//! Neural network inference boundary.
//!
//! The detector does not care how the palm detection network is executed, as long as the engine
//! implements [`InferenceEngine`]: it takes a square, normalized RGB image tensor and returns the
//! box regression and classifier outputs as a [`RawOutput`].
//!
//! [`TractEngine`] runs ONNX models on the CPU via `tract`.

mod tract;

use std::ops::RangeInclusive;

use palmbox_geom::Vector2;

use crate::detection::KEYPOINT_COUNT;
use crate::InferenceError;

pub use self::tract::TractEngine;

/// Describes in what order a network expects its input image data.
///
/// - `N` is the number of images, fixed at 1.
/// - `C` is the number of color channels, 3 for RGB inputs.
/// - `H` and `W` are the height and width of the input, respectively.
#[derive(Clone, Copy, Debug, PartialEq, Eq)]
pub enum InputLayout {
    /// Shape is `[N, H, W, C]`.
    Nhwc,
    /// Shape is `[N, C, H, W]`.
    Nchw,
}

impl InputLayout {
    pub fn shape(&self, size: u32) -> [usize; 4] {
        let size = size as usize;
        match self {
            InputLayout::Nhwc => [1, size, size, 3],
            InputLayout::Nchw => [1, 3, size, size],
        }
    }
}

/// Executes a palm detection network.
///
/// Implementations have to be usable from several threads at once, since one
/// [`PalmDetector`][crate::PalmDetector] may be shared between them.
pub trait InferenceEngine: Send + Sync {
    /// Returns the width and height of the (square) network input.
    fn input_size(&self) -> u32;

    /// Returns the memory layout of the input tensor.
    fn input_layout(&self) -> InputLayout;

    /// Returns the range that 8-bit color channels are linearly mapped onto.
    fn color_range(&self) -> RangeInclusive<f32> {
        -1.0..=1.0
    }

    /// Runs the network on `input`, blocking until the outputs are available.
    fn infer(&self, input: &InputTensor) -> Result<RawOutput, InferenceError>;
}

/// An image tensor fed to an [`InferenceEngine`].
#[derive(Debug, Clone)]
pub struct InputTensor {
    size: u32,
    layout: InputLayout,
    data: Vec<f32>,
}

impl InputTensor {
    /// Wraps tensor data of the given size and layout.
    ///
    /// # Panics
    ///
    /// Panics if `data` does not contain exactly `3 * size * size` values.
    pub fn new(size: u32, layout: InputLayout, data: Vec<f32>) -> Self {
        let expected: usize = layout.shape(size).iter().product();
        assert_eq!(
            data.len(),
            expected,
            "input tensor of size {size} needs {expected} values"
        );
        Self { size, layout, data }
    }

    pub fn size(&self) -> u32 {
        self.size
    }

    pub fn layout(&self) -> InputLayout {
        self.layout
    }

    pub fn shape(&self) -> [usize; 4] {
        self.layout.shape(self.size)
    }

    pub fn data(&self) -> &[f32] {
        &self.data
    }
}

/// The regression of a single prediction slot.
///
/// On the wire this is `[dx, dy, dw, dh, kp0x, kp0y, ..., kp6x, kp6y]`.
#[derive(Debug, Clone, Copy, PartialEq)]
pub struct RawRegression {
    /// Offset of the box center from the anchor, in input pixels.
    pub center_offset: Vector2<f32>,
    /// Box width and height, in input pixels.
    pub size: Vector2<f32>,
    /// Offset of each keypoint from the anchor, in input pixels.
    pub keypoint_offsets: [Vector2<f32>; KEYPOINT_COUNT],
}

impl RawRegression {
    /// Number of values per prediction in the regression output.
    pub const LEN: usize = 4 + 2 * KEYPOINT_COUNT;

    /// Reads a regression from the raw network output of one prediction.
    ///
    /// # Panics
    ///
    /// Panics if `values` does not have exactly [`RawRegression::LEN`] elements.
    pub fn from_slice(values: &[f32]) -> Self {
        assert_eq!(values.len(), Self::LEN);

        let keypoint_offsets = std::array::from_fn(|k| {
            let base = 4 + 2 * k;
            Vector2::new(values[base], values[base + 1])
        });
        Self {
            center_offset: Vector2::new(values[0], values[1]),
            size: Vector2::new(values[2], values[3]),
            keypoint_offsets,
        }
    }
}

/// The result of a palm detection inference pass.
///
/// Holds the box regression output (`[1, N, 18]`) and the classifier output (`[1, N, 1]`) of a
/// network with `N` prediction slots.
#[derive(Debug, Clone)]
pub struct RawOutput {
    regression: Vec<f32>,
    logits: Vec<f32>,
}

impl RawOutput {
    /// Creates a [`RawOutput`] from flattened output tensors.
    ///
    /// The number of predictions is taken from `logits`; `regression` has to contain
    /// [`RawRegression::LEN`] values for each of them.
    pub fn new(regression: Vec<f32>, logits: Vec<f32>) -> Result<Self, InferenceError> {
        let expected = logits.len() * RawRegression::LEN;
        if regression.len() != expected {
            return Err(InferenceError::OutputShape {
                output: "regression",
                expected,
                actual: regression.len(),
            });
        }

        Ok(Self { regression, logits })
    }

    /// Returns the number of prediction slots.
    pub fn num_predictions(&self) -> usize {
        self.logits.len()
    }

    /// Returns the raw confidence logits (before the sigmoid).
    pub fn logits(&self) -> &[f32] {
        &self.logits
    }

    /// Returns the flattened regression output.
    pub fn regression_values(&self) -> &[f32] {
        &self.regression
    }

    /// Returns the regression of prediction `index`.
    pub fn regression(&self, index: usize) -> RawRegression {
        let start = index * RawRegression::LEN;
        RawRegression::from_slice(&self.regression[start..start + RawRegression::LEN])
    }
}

---

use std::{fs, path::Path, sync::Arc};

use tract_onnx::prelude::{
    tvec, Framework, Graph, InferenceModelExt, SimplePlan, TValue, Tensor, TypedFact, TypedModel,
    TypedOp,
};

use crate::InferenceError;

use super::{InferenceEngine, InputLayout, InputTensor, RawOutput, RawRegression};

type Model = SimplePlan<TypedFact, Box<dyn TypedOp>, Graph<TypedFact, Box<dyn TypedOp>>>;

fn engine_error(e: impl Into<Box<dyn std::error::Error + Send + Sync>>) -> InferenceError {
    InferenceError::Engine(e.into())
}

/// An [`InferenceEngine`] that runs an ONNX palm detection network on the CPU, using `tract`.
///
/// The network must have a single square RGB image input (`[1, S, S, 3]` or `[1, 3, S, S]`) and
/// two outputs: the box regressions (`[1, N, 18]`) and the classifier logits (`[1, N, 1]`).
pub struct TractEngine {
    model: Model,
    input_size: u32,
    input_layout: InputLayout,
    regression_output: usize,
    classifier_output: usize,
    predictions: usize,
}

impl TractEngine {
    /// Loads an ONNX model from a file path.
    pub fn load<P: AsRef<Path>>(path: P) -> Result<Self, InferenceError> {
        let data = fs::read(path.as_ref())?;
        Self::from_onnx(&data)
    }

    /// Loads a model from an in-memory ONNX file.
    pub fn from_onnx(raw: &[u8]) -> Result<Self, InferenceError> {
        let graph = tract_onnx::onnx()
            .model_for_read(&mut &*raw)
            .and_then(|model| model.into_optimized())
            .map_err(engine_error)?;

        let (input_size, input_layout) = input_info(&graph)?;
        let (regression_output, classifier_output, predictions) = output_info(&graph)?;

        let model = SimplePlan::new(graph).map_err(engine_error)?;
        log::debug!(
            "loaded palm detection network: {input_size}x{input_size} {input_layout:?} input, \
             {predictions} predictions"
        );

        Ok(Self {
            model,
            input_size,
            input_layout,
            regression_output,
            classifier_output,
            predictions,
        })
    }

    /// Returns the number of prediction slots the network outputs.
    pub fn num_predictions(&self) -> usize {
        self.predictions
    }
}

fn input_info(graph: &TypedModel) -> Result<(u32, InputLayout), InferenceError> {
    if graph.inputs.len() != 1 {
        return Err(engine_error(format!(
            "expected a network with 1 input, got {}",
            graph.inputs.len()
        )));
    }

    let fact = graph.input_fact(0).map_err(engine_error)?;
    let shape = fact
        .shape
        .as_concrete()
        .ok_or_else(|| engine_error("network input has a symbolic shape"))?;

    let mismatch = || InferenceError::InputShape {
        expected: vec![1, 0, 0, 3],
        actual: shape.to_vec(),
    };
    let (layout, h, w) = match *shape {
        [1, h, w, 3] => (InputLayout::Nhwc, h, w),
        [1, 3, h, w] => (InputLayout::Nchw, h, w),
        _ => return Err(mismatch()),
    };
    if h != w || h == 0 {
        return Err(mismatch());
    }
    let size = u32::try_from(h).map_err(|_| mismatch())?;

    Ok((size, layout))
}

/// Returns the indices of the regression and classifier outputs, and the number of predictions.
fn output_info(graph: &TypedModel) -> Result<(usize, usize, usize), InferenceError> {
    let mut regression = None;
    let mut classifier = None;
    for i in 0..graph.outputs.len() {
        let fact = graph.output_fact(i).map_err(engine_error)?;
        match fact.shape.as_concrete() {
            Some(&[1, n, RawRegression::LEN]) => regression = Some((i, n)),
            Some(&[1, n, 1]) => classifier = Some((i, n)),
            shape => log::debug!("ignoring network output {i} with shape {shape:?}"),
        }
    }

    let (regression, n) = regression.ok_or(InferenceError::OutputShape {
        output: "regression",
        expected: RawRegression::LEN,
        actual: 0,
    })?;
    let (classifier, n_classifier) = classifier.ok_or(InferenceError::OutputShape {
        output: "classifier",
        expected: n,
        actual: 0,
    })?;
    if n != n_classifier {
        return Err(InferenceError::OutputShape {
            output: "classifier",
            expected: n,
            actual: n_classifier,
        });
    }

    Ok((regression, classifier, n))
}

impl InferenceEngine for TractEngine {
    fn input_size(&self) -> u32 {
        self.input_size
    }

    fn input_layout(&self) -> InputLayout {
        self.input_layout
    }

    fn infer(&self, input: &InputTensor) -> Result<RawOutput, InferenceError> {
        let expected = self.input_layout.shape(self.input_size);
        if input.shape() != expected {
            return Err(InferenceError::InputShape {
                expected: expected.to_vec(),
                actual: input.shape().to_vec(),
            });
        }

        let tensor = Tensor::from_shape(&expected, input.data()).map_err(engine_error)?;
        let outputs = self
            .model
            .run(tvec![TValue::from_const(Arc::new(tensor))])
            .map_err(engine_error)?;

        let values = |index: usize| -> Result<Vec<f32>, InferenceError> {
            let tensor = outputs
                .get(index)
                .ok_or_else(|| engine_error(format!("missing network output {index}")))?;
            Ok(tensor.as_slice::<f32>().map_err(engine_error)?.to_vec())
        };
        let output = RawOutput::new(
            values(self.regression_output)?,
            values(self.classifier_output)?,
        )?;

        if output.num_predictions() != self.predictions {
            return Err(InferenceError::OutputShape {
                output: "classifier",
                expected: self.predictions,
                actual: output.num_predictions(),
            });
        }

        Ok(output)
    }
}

ABOUT THIS EXERCISE - Your reply is to repeat, unchanged, the lines above running from the one with "let (layout, h, w)" up to and including the one with "let size = u32::try_from(h).map_err(|_|".

TASK SOLUTION -
    let (layout, h, w) = match *shape {
        [1, h, w, 3] => (InputLayout::Nhwc, h, w),
        [1, 3, h, w] => (InputLayout::Nchw, h, w),
        _ => return Err(mismatch()),
    };
    if h != w || h == 0 {
        return Err(mismatch());
    }
    let size = u32::try_from(h).map_err(|_| mismatch())?;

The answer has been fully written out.